=== Section Start ===

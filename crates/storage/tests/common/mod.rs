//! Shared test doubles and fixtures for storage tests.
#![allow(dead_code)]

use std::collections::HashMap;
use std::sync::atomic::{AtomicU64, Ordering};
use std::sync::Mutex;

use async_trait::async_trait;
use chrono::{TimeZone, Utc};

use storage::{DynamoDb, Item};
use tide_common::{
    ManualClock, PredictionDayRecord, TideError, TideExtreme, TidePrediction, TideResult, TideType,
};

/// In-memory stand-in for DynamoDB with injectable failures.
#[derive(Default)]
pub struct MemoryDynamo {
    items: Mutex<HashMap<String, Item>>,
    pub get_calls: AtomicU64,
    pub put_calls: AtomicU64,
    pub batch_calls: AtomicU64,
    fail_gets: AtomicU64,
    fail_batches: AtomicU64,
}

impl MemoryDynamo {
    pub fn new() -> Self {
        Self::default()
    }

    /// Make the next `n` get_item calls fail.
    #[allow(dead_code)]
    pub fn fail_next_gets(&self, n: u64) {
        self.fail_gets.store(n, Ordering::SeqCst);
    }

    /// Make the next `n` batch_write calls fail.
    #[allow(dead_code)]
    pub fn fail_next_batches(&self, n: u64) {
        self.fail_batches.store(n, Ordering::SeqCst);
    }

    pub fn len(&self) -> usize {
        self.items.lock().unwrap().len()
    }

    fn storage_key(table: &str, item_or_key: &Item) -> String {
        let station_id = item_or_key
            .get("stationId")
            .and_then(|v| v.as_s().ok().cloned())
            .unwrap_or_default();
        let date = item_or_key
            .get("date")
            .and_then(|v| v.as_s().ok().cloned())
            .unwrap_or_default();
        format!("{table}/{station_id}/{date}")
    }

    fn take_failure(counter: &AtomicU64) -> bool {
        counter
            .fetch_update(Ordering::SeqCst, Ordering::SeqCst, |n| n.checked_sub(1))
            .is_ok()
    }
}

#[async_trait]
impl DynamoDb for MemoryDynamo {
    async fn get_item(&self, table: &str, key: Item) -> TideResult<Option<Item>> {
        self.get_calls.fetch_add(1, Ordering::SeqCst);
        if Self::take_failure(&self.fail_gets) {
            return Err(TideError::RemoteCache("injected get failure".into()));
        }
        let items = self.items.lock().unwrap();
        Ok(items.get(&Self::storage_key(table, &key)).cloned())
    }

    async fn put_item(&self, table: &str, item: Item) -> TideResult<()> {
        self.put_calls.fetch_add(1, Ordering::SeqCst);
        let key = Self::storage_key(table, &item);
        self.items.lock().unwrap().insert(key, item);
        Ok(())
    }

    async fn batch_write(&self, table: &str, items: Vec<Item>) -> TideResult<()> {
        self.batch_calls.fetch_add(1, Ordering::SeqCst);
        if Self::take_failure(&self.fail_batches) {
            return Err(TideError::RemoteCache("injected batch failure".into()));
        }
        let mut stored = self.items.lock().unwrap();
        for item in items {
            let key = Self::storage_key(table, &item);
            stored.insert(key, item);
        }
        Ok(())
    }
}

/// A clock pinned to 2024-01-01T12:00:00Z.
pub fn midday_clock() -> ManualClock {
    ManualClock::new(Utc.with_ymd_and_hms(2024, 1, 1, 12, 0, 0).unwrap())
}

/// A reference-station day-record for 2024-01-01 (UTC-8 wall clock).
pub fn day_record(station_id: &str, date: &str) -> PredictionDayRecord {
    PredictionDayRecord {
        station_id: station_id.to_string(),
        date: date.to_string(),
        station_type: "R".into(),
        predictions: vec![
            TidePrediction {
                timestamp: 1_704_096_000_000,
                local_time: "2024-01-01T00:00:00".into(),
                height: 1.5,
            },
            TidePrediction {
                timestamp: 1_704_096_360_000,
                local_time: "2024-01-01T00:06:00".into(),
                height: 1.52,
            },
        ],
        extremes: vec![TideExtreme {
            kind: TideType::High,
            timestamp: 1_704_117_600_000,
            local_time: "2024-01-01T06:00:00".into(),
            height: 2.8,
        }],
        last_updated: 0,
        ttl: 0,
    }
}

=== Section End ===

Brief: Search the data for the string "impl" and copy every line where it appears.

Written response:
impl MemoryDynamo {
impl DynamoDb for MemoryDynamo {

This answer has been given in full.